■ **SOURCE MATERIAL**:
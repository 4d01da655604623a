//! Cache service - canonical keys, TTL policy, get-or-fetch and coalescing.

use std::future::Future;
use std::sync::Arc;
use std::sync::atomic::{AtomicU64, Ordering};
use std::time::Duration;

use dashmap::DashMap;
use dashmap::mapref::entry::Entry;
use futures::FutureExt;
use futures::future::{BoxFuture, Shared};
use serde::Serialize;
use serde::de::DeserializeOwned;
use tracing::{debug, warn};

use super::entry::{CachePayload, Tier};
use super::key::derive_key;
use super::store::{CacheStore, SetOptions};
use super::{CacheError, NamespaceRegistry};

/// Serialized result shared by every waiter of one in-flight fetch.
type SharedFetch = Shared<BoxFuture<'static, Result<Arc<str>, CacheError>>>;

struct InFlight {
    id: u64,
    future: SharedFetch,
}

/// Options for [`CacheService::get_or_fetch`].
#[derive(Debug, Clone, Copy, Default)]
pub struct FetchOptions {
    /// Overrides the namespace policy and the store default.
    pub ttl: Option<Duration>,
    /// Overrides tier selection by payload kind.
    pub tier: Option<Tier>,
    /// Skip the cache read and fetch, still coalescing with other callers.
    pub force_refresh: bool,
}

impl FetchOptions {
    pub fn ttl(ttl: Duration) -> Self {
        Self {
            ttl: Some(ttl),
            ..Default::default()
        }
    }

    pub fn refresh() -> Self {
        Self {
            force_refresh: true,
            ..Default::default()
        }
    }

    #[must_use]
    pub fn with_ttl(mut self, ttl: Option<Duration>) -> Self {
        self.ttl = ttl;
        self
    }
}

#[derive(Debug, Default)]
struct ServiceCounters {
    hits: AtomicU64,
    misses: AtomicU64,
    fetches: AtomicU64,
    coalesced: AtomicU64,
    invalidations: AtomicU64,
}

/// Snapshot of service counters.
#[derive(Debug, Clone, Copy, PartialEq, Eq)]
pub struct ServiceMetrics {
    pub hits: u64,
    pub misses: u64,
    /// Fetcher invocations.
    pub fetches: u64,
    /// Callers that joined an in-flight fetch instead of starting one.
    pub coalesced: u64,
    pub invalidations: u64,
}

/// Get-or-fetch caching over a [`CacheStore`].
///
/// One instance is built at startup and shared by `Arc` with every consumer.
pub struct CacheService {
    store: Arc<CacheStore>,
    namespaces: NamespaceRegistry,
    in_flight: Arc<DashMap<String, InFlight>>,
    next_flight: AtomicU64,
    counters: ServiceCounters,
}

impl CacheService {
    pub fn new(store: Arc<CacheStore>, namespaces: NamespaceRegistry) -> Self {
        Self {
            store,
            namespaces,
            in_flight: Arc::new(DashMap::new()),
            next_flight: AtomicU64::new(0),
            counters: ServiceCounters::default(),
        }
    }

    pub fn store(&self) -> &Arc<CacheStore> {
        &self.store
    }

    pub fn namespaces(&self) -> &NamespaceRegistry {
        &self.namespaces
    }

    /// Return the cached value for `namespace` + `params`, or run `fetcher`.
    ///
    /// Concurrent callers for the same key share a single fetch. The fetch
    /// runs in its own task and completes even if every caller goes away.
    /// Failures are not cached; all waiters receive the same error.
    pub async fn get_or_fetch<T, P, F, Fut>(
        &self,
        namespace: &str,
        params: &P,
        fetcher: F,
        options: FetchOptions,
    ) -> Result<T, CacheError>
    where
        T: CachePayload + Serialize + DeserializeOwned + Send + 'static,
        P: Serialize + ?Sized,
        F: FnOnce() -> Fut,
        Fut: Future<Output = anyhow::Result<T>> + Send + 'static,
    {
        let key = derive_key(namespace, params)?;

        if !options.force_refresh
            && let Some(entry) = self.store.get(&key).await
        {
            self.counters.hits.fetch_add(1, Ordering::Relaxed);
            return decode(&key, &entry.value);
        }
        self.counters.misses.fetch_add(1, Ordering::Relaxed);

        let shared = self.join_or_start(&key, namespace, fetcher, options);
        let raw = shared.await?;
        decode(&key, &raw)
    }

    fn join_or_start<T, F, Fut>(
        &self,
        key: &str,
        namespace: &str,
        fetcher: F,
        options: FetchOptions,
    ) -> SharedFetch
    where
        T: CachePayload + Serialize + Send + 'static,
        F: FnOnce() -> Fut,
        Fut: Future<Output = anyhow::Result<T>> + Send + 'static,
    {
        match self.in_flight.entry(key.to_string()) {
            Entry::Occupied(existing) => {
                self.counters.coalesced.fetch_add(1, Ordering::Relaxed);
                debug!("Joining in-flight fetch for {}", key);
                existing.get().future.clone()
            }
            Entry::Vacant(slot) => {
                let id = self.next_flight.fetch_add(1, Ordering::Relaxed);
                let set_options = SetOptions {
                    tier: options.tier,
                    ttl: options.ttl.or_else(|| self.namespaces.policy(namespace).map(|p| p.ttl)),
                    kind: T::KIND,
                };

                self.counters.fetches.fetch_add(1, Ordering::Relaxed);
                debug!("Cache miss for {}, fetching", key);

                // Deletes after this point discard the fetched value.
                let since = self.store.fence_epoch();
                let fetch = fetcher();
                let store = Arc::clone(&self.store);
                let in_flight = Arc::clone(&self.in_flight);
                let task_key = key.to_string();

                let handle = tokio::spawn(async move {
                    let outcome = match fetch.await {
                        Ok(value) => serde_json::to_string(&value)
                            .map(Arc::<str>::from)
                            .map_err(CacheError::encode),
                        Err(e) => Err(CacheError::Fetch(Arc::new(e))),
                    };

                    if let Ok(raw) = &outcome {
                        store
                            .set_since(&task_key, Arc::clone(raw), set_options, since)
                            .await;
                    }

                    in_flight.remove_if(&task_key, |_, f| f.id == id);
                    outcome
                });

                let aborted_key = key.to_string();
                let future = async move {
                    handle.await.unwrap_or_else(|e| {
                        warn!("Fetch task for {} did not complete: {}", aborted_key, e);
                        Err(CacheError::FetchAborted { key: aborted_key })
                    })
                }
                .boxed()
                .shared();

                slot.insert(InFlight {
                    id,
                    future: future.clone(),
                });
                future
            }
        }
    }

    /// Non-fetching read of a live entry.
    pub async fn peek<T, P>(&self, namespace: &str, params: &P) -> Result<Option<T>, CacheError>
    where
        T: DeserializeOwned,
        P: Serialize + ?Sized,
    {
        let key = derive_key(namespace, params)?;
        match self.store.get(&key).await {
            Some(entry) => decode(&key, &entry.value).map(Some),
            None => Ok(None),
        }
    }

    /// Invalidate one derived key, or the whole namespace when `params` is `None`.
    pub async fn invalidate<P>(&self, namespace: &str, params: Option<&P>) -> Result<(), CacheError>
    where
        P: Serialize + ?Sized,
    {
        match params {
            Some(params) => {
                let key = derive_key(namespace, params)?;
                self.in_flight.remove(&key);
                self.store.delete(&key).await;
                self.counters.invalidations.fetch_add(1, Ordering::Relaxed);
                debug!("Invalidated {}", key);
            }
            None => {
                self.invalidate_pattern(namespace).await;
            }
        }
        Ok(())
    }

    /// Invalidate every key in `namespace`.
    pub async fn invalidate_namespace(&self, namespace: &str) {
        self.invalidate_pattern(namespace).await;
    }

    /// Invalidate every key starting with `prefix`. Returns removed entries.
    pub async fn invalidate_pattern(&self, prefix: &str) -> usize {
        self.in_flight.retain(|key, _| !key.starts_with(prefix));
        let removed = self.store.delete_pattern(prefix).await;
        self.counters.invalidations.fetch_add(1, Ordering::Relaxed);
        debug!("Invalidated pattern {}* ({} entries)", prefix, removed);
        removed
    }

    /// Number of keys with a fetch currently running.
    pub fn in_flight_count(&self) -> usize {
        self.in_flight.len()
    }

    pub fn metrics(&self) -> ServiceMetrics {
        ServiceMetrics {
            hits: self.counters.hits.load(Ordering::Relaxed),
            misses: self.counters.misses.load(Ordering::Relaxed),
            fetches: self.counters.fetches.load(Ordering::Relaxed),
            coalesced: self.counters.coalesced.load(Ordering::Relaxed),
            invalidations: self.counters.invalidations.load(Ordering::Relaxed),
        }
    }
}

impl std::fmt::Debug for CacheService {
    fn fmt(&self, f: &mut std::fmt::Formatter<'_>) -> std::fmt::Result {
        f.debug_struct("CacheService")
            .field("store", &self.store)
            .field("in_flight", &self.in_flight.len())
            .finish()
    }
}

fn decode<T: DeserializeOwned>(key: &str, raw: &str) -> Result<T, CacheError> {
    serde_json::from_str(raw).map_err(|e| CacheError::decode(key, e))
}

■ **GOAL OF THE EXERCISE**:
Your answer should consist solely of the lines above from the line with "the same error." to the line with "let fetch = fetcher();", both included, reproduced exactly.

■ **RESPONSE TO THE TASK**:
    /// Failures are not cached; all waiters receive the same error.
    pub async fn get_or_fetch<T, P, F, Fut>(
        &self,
        namespace: &str,
        params: &P,
        fetcher: F,
        options: FetchOptions,
    ) -> Result<T, CacheError>
    where
        T: CachePayload + Serialize + DeserializeOwned + Send + 'static,
        P: Serialize + ?Sized,
        F: FnOnce() -> Fut,
        Fut: Future<Output = anyhow::Result<T>> + Send + 'static,
    {
        let key = derive_key(namespace, params)?;

        if !options.force_refresh
            && let Some(entry) = self.store.get(&key).await
        {
            self.counters.hits.fetch_add(1, Ordering::Relaxed);
            return decode(&key, &entry.value);
        }
        self.counters.misses.fetch_add(1, Ordering::Relaxed);

        let shared = self.join_or_start(&key, namespace, fetcher, options);
        let raw = shared.await?;
        decode(&key, &raw)
    }

    fn join_or_start<T, F, Fut>(
        &self,
        key: &str,
        namespace: &str,
        fetcher: F,
        options: FetchOptions,
    ) -> SharedFetch
    where
        T: CachePayload + Serialize + Send + 'static,
        F: FnOnce() -> Fut,
        Fut: Future<Output = anyhow::Result<T>> + Send + 'static,
    {
        match self.in_flight.entry(key.to_string()) {
            Entry::Occupied(existing) => {
                self.counters.coalesced.fetch_add(1, Ordering::Relaxed);
                debug!("Joining in-flight fetch for {}", key);
                existing.get().future.clone()
            }
            Entry::Vacant(slot) => {
                let id = self.next_flight.fetch_add(1, Ordering::Relaxed);
                let set_options = SetOptions {
                    tier: options.tier,
                    ttl: options.ttl.or_else(|| self.namespaces.policy(namespace).map(|p| p.ttl)),
                    kind: T::KIND,
                };

                self.counters.fetches.fetch_add(1, Ordering::Relaxed);
                debug!("Cache miss for {}, fetching", key);

                // Deletes after this point discard the fetched value.
                let since = self.store.fence_epoch();
                let fetch = fetcher();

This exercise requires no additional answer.